• [AIM OF THE TASK]
Scan the entries below. Report each line where the string "dependencies" occurs.

(Collected data)
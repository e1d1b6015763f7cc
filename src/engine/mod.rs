// Copyright (c) 2025 Steve Wagner (ciroque@live.com)
// SPDX-License-Identifier: MIT

//! The engine: module dependency resolution, service wiring and module
//! lifecycle.
//!
//! `Engine::load` runs these steps:
//!
//! 1. Collect the transitive closure of the requested modules
//! 2. Validate the closure graph (unknown references, cycles)
//! 3. Order it topologically, ties broken by discovery order
//! 4. Construct every service the new modules declare, dependencies first,
//!    and wire each new service to the siblings it collaborates with
//! 5. Construct, register and initialize each new module in order
//! 6. Load the new modules' ontologies into the triple store
//!
//! Steps 1 to 3 are [`Engine::plan`] and finish before anything is
//! constructed. Modules loaded by an earlier call are never constructed
//! again.
//!
//! # Example
//!
//! ```rust,no_run
//! use the_loom::config::load_configuration;
//! use the_loom::engine::Engine;
//! use the_loom::module::ModuleRegistry;
//!
//! # async fn run() -> Result<(), Box<dyn std::error::Error>> {
//! let configuration = load_configuration(None).await?;
//! let mut engine = Engine::new(configuration, ModuleRegistry::with_builtin());
//! engine.load(None).await?;
//!
//! for name in engine.load_order() {
//!     println!("{}", name);
//! }
//! # Ok(())
//! # }
//! ```

mod resolver;

#[cfg(test)]
mod integration_tests;

use serde_yaml::Value;

use crate::config::{validate_dependency_graph, EngineConfiguration};
use crate::errors::EngineError;
use crate::module::{ModuleDefinition, ModuleRegistry, ModuleServices, Ontology};
use crate::observability::messages::engine::{
    LoadOrderComputed, ModuleConstructed, ModuleInitialized, ModuleUnloaded, OntologyLoadOutcome,
    ServiceConstructed, ServiceWired,
};
use crate::observability::messages::validation::log_validation_errors;
use crate::observability::messages::StructuredLog;
use crate::services::{ServiceKind, ServiceRegistry};
use crate::traits::Module;

use resolver::resolve_closure;

struct LoadedModule {
    name: String,
    instance: Box<dyn Module>,
}

/// Owns the configuration, the constructed services and the loaded
/// module instances.
pub struct Engine {
    configuration: EngineConfiguration,
    registry: ModuleRegistry,
    services: ServiceRegistry,
    modules: Vec<LoadedModule>,
}

impl Engine {
    pub fn new(configuration: EngineConfiguration, registry: ModuleRegistry) -> Self {
        Self::with_services(configuration, registry, ServiceRegistry::new())
    }

    /// Starts from already constructed services. Kinds present in
    /// `services` are used as is instead of being built from the
    /// configuration.
    pub fn with_services(
        configuration: EngineConfiguration,
        registry: ModuleRegistry,
        services: ServiceRegistry,
    ) -> Self {
        let engine = Self {
            configuration,
            registry,
            services,
            modules: Vec::new(),
        };
        engine.wire_services();
        engine
    }

    /// Resolves, validates and orders `modules` (or every enabled module)
    /// without constructing anything.
    pub fn plan(&self, modules: Option<Vec<String>>) -> Result<Vec<String>, EngineError> {
        let requested = modules.unwrap_or_else(|| self.configuration.modules.enabled());

        let graph = resolve_closure(&requested, &self.registry, &self.configuration.modules)?;
        if let Err(errors) = validate_dependency_graph(&graph) {
            log_validation_errors(&errors);
            return Err(EngineError::Dependency(errors));
        }
        graph.topological_order().map_err(|e| {
            log_validation_errors(std::slice::from_ref(&e));
            EngineError::Dependency(vec![e])
        })
    }

    /// Loads `modules`, or every module the configuration enables.
    pub async fn load(&mut self, modules: Option<Vec<String>>) -> Result<(), EngineError> {
        let order = self.plan(modules)?;

        let pending: Vec<String> = order
            .into_iter()
            .filter(|name| !self.is_loaded(name))
            .collect();
        LoadOrderComputed { order: &pending }.log();

        self.ensure_service(ServiceKind::Secret)?;
        for name in &pending {
            for kind in self.declared_services(name) {
                self.ensure_service(kind)?;
            }
        }

        for name in &pending {
            self.construct_module(name).await?;
        }

        self.load_ontologies(&pending).await
    }

    /// Calls every module's `on_unloaded` hook in reverse load order and
    /// drops the instances. Services stay constructed. Every hook runs;
    /// the first failure is returned.
    pub async fn unload(&mut self) -> Result<(), EngineError> {
        let mut first_error = None;
        while let Some(mut loaded) = self.modules.pop() {
            match loaded.instance.on_unloaded().await {
                Ok(()) => ModuleUnloaded {
                    module: &loaded.name,
                }
                .log(),
                Err(e) => {
                    if first_error.is_none() {
                        first_error = Some(e.in_module(&loaded.name, "on_unloaded"));
                    }
                }
            }
        }
        first_error.map_or(Ok(()), Err)
    }

    pub fn module(&self, name: &str) -> Option<&dyn Module> {
        self.modules
            .iter()
            .find(|m| m.name == name)
            .map(|m| m.instance.as_ref())
    }

    /// The loaded instance of `M`, downcast to its concrete type.
    pub fn module_as<M: ModuleDefinition>(&self) -> Option<&M> {
        self.module(M::NAME)?.as_any().downcast_ref::<M>()
    }

    pub fn is_loaded(&self, name: &str) -> bool {
        self.modules.iter().any(|m| m.name == name)
    }

    /// Names of loaded modules in the order they were constructed.
    pub fn load_order(&self) -> Vec<&str> {
        self.modules.iter().map(|m| m.name.as_str()).collect()
    }

    /// Whether `name` is loaded and every service kind it declared exists.
    pub fn services_wired(&self, name: &str) -> bool {
        self.is_loaded(name)
            && self
                .declared_services(name)
                .iter()
                .all(|kind| self.services.contains(*kind))
    }

    pub fn services(&self) -> &ServiceRegistry {
        &self.services
    }

    pub fn configuration(&self) -> &EngineConfiguration {
        &self.configuration
    }

    pub fn registry(&self) -> &ModuleRegistry {
        &self.registry
    }

    fn declared_services(&self, name: &str) -> Vec<ServiceKind> {
        self.registry
            .get(name)
            .map(|d| d.dependencies().services.clone())
            .unwrap_or_default()
    }

    /// Builds `kind` once, after the kinds its adapter needs.
    fn ensure_service(&mut self, kind: ServiceKind) -> Result<(), EngineError> {
        if self.services.contains(kind) {
            return Ok(());
        }
        for dependency in self.configuration.services.dependencies(kind) {
            self.ensure_service(dependency)?;
        }

        let service = self
            .configuration
            .services
            .load(kind, &self.services)
            .map_err(|source| EngineError::ServiceConstruction { kind, source })?;
        self.services.insert(service);

        ServiceConstructed {
            kind,
            adapter: &self.configuration.services.adapter_name(kind),
        }
        .log();
        self.wire_services();
        Ok(())
    }

    fn wire_services(&self) {
        for (kind, sibling) in self.services.wire() {
            ServiceWired { kind, sibling }.log();
        }
    }

    async fn construct_module(&mut self, name: &str) -> Result<(), EngineError> {
        let descriptor = self
            .registry
            .get(name)
            .cloned()
            .ok_or_else(|| EngineError::UnknownModule {
                name: name.to_string(),
            })?;
        let declared = descriptor.dependencies().services.clone();
        let raw_configuration = self
            .configuration
            .modules
            .get(name)
            .map(|entry| entry.config.clone())
            .unwrap_or(Value::Null);

        let services = ModuleServices::new(name, &declared, &self.services);
        let instance =
            descriptor.construct(&raw_configuration, &self.configuration.global, services)?;
        ModuleConstructed {
            module: name,
            services: &declared,
        }
        .log();

        self.modules.push(LoadedModule {
            name: name.to_string(),
            instance,
        });
        let Some(loaded) = self.modules.last_mut() else {
            return Ok(());
        };

        if let Err(e) = loaded.instance.on_initialized().await {
            self.modules.pop();
            return Err(e.in_module(name, "on_initialized"));
        }

        let contributions = loaded.instance.contributions();
        ModuleInitialized {
            module: name,
            agents: contributions.agents.len(),
            workflows: contributions.workflows.len(),
            ontologies: contributions.ontologies.len(),
        }
        .log();
        Ok(())
    }

    /// Loads each module's ontologies independently. Failures are logged
    /// and skipped.
    async fn load_ontologies(&mut self, modules: &[String]) -> Result<(), EngineError> {
        let batches: Vec<(String, Vec<Ontology>)> = self
            .modules
            .iter()
            .filter(|m| modules.contains(&m.name))
            .map(|m| (m.name.clone(), m.instance.contributions().ontologies.clone()))
            .filter(|(_, ontologies)| !ontologies.is_empty())
            .collect();
        if batches.is_empty() {
            return Ok(());
        }

        self.ensure_service(ServiceKind::TripleStore)?;
        let Some(store) = self.services.triple_store().cloned() else {
            return Ok(());
        };

        for (module, ontologies) in &batches {
            for (ontology, result) in store.load_schemas(ontologies).await {
                match result {
                    Ok(result) => OntologyLoadOutcome::Loaded {
                        module,
                        ontology: &ontology,
                        result,
                    }
                    .log(),
                    Err(error) => OntologyLoadOutcome::Failed {
                        module,
                        ontology: &ontology,
                        error: &error,
                    }
                    .log(),
                }
            }
        }
        Ok(())
    }
}
#[tokio::test]
async fn test_only_declared_services_are_constructed() {
    let mut engine = Engine::new(configuration("").await, registry());
    engine.load(names(&["test.base"])).await.unwrap();

    assert_eq!(
        engine.services().kinds(),
        vec![ServiceKind::Secret, ServiceKind::KeyValue]
    );
    assert!(engine.services_wired("test.base"));
    assert!(!engine.services_wired("test.right"));
}

#[tokio::test]
async fn test_missing_required_field_names_module_and_field() {
    let mut engine = Engine::new(
        configuration(
            "modules:\n  test.crm:\n    enabled: true\n    config:\n      api_key: \"{{ secret.NOT_SET }}\"\n",
        )
        .await,
        registry(),
    );

    match engine.load(names(&["test.crm"])).await.unwrap_err() {
        EngineError::ModuleConfiguration { module, field, .. } => {
            assert_eq!(module, "test.crm");
            assert_eq!(field.as_deref(), Some("api_key"));
        }
        other => panic!("unexpected error: {}", other),
    }
    assert!(!engine.is_loaded("test.crm"));
}

#[tokio::test]
async fn test_templated_secret_reaches_module_configuration() {
    let mut engine = Engine::new(
        configuration(
            "modules:\n  test.crm:\n    enabled: true\n    config:\n      api_key: \"{{ secret.CRM_KEY }}\"\n",
        )
        .await,
        registry(),
    );
    engine.load(names(&["test.crm"])).await.unwrap();

    let crm = engine.module_as::<Crm>().unwrap();
    assert_eq!(crm.configuration.api_key, "from-secret");
    assert_eq!(crm.configuration.region, None);
}

#[tokio::test]
async fn test_cycle_is_fatal() {
    let mut engine = Engine::new(configuration("").await, registry());

    match engine.load(names(&["test.cycle_a"])).await.unwrap_err() {
        EngineError::Dependency(errors) => assert_eq!(
            errors,
            vec![ValidationError::CyclicDependency {
                cycle: vec![
                    "test.cycle_a".to_string(),
                    "test.cycle_b".to_string(),
                    "test.cycle_a".to_string()
                ]
            }]
        ),
        other => panic!("unexpected error: {}", other),
    }
    assert!(engine.load_order().is_empty());
}

#[tokio::test]
async fn test_unknown_and_disabled_modules_are_fatal() {
    let mut engine = Engine::new(
        configuration("modules:\n  test.base:\n    enabled: false\n").await,
        registry(),
    );

    assert!(matches!(
        engine.load(names(&["nope"])).await,
        Err(EngineError::UnknownModule { name }) if name == "nope"
    ));
    assert!(matches!(
        engine.load(names(&["test.left"])).await,
        Err(EngineError::ModuleDisabled { name }) if name == "test.base"
    ));
    assert!(engine.load_order().is_empty());
}

#[tokio::test]
async fn test_default_load_follows_enabled_modules() {
    let mut engine = Engine::new(
        configuration(
            "modules:\n  test.right:\n    enabled: true\n  test.left:\n    enabled: true\n  test.top:\n    enabled: false\n",
        )
        .await,
        registry(),
    );
    engine.load(None).await.unwrap();

    assert_eq!(
        engine.load_order(),
        vec![CORE_ONTOLOGY_MODULE, "test.base", "test.right", "test.left"]
    );
    assert!(!engine.is_loaded("test.top"));

    let store = engine.services().triple_store().unwrap();
    assert_eq!(store.schema("loom-core").await.unwrap().name, "loom-core");
    assert!(engine.module_as::<CoreOntologyModule>().is_some());
}

#[tokio::test]
async fn test_ontology_failure_does_not_block_other_ontologies() {
    let store = Arc::new(TripleStoreService::new(Arc::new(
        RejectingTripleStoreAdapter::new(&["charted-bad"]),
    )));
    let mut services = ServiceRegistry::new();
    services.insert(Service::TripleStore(store.clone()));

    let mut engine = Engine::with_services(configuration("").await, registry(), services);
    engine
        .load(names(&["test.charted", CORE_ONTOLOGY_MODULE]))
        .await
        .unwrap();

    assert!(matches!(
        store.schema("charted-bad").await,
        Err(PortError::NotFound { .. })
    ));
    assert!(store.schema("charted-good").await.is_ok());
    assert!(store.schema("loom-core").await.is_ok());
    assert!(Arc::ptr_eq(engine.services().triple_store().unwrap(), &store));

    // a second engine over the same store sees unchanged content
    assert_eq!(
        store
            .load_schema("charted-good", "@prefix good: <http://good/> .")
            .await
            .unwrap(),
        SchemaLoad::Unchanged
    );
}

#[tokio::test]
async fn test_triple_store_over_object_storage_builds_storage_first() {
    let configuration = parse_configuration(
        r#"
services:
  secret:
    adapters:
      - adapter: env
  object_storage:
    adapter: memory
  triple_store:
    adapter: object_storage
    config:
      triples_prefix: graph
"#,
        "test",
    )
    .await
    .unwrap();

    let mut engine = Engine::new(configuration, registry());
    engine.load(names(&[CORE_ONTOLOGY_MODULE])).await.unwrap();

    assert_eq!(
        engine.services().kinds(),
        vec![
            ServiceKind::Secret,
            ServiceKind::ObjectStorage,
            ServiceKind::TripleStore
        ]
    );
    let storage = engine.services().object_storage().unwrap();
    assert!(!storage.list_objects("graph", None).await.unwrap().is_empty());
}

#[tokio::test]
async fn test_unload_runs_hooks_in_reverse_order() {
    let mut engine = Engine::new(configuration("").await, registry());
    engine.load(names(&["test.top"])).await.unwrap();
    let store = engine.services().key_value().unwrap().clone();

    engine.unload().await.unwrap();

    assert!(engine.load_order().is_empty());
    assert!(engine.module("test.base").is_none());
    assert_eq!(
        store.get(UNLOAD_LOG).await.unwrap(),
        b"test.top,test.right,test.left,test.base".to_vec()
    );
}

• [ANSWER SECTION]
//! 4. Construct every service the new modules declare, dependencies first,
            .map(|d| d.dependencies().services.clone())
        for dependency in self.configuration.services.dependencies(kind) {
        let declared = descriptor.dependencies().services.clone();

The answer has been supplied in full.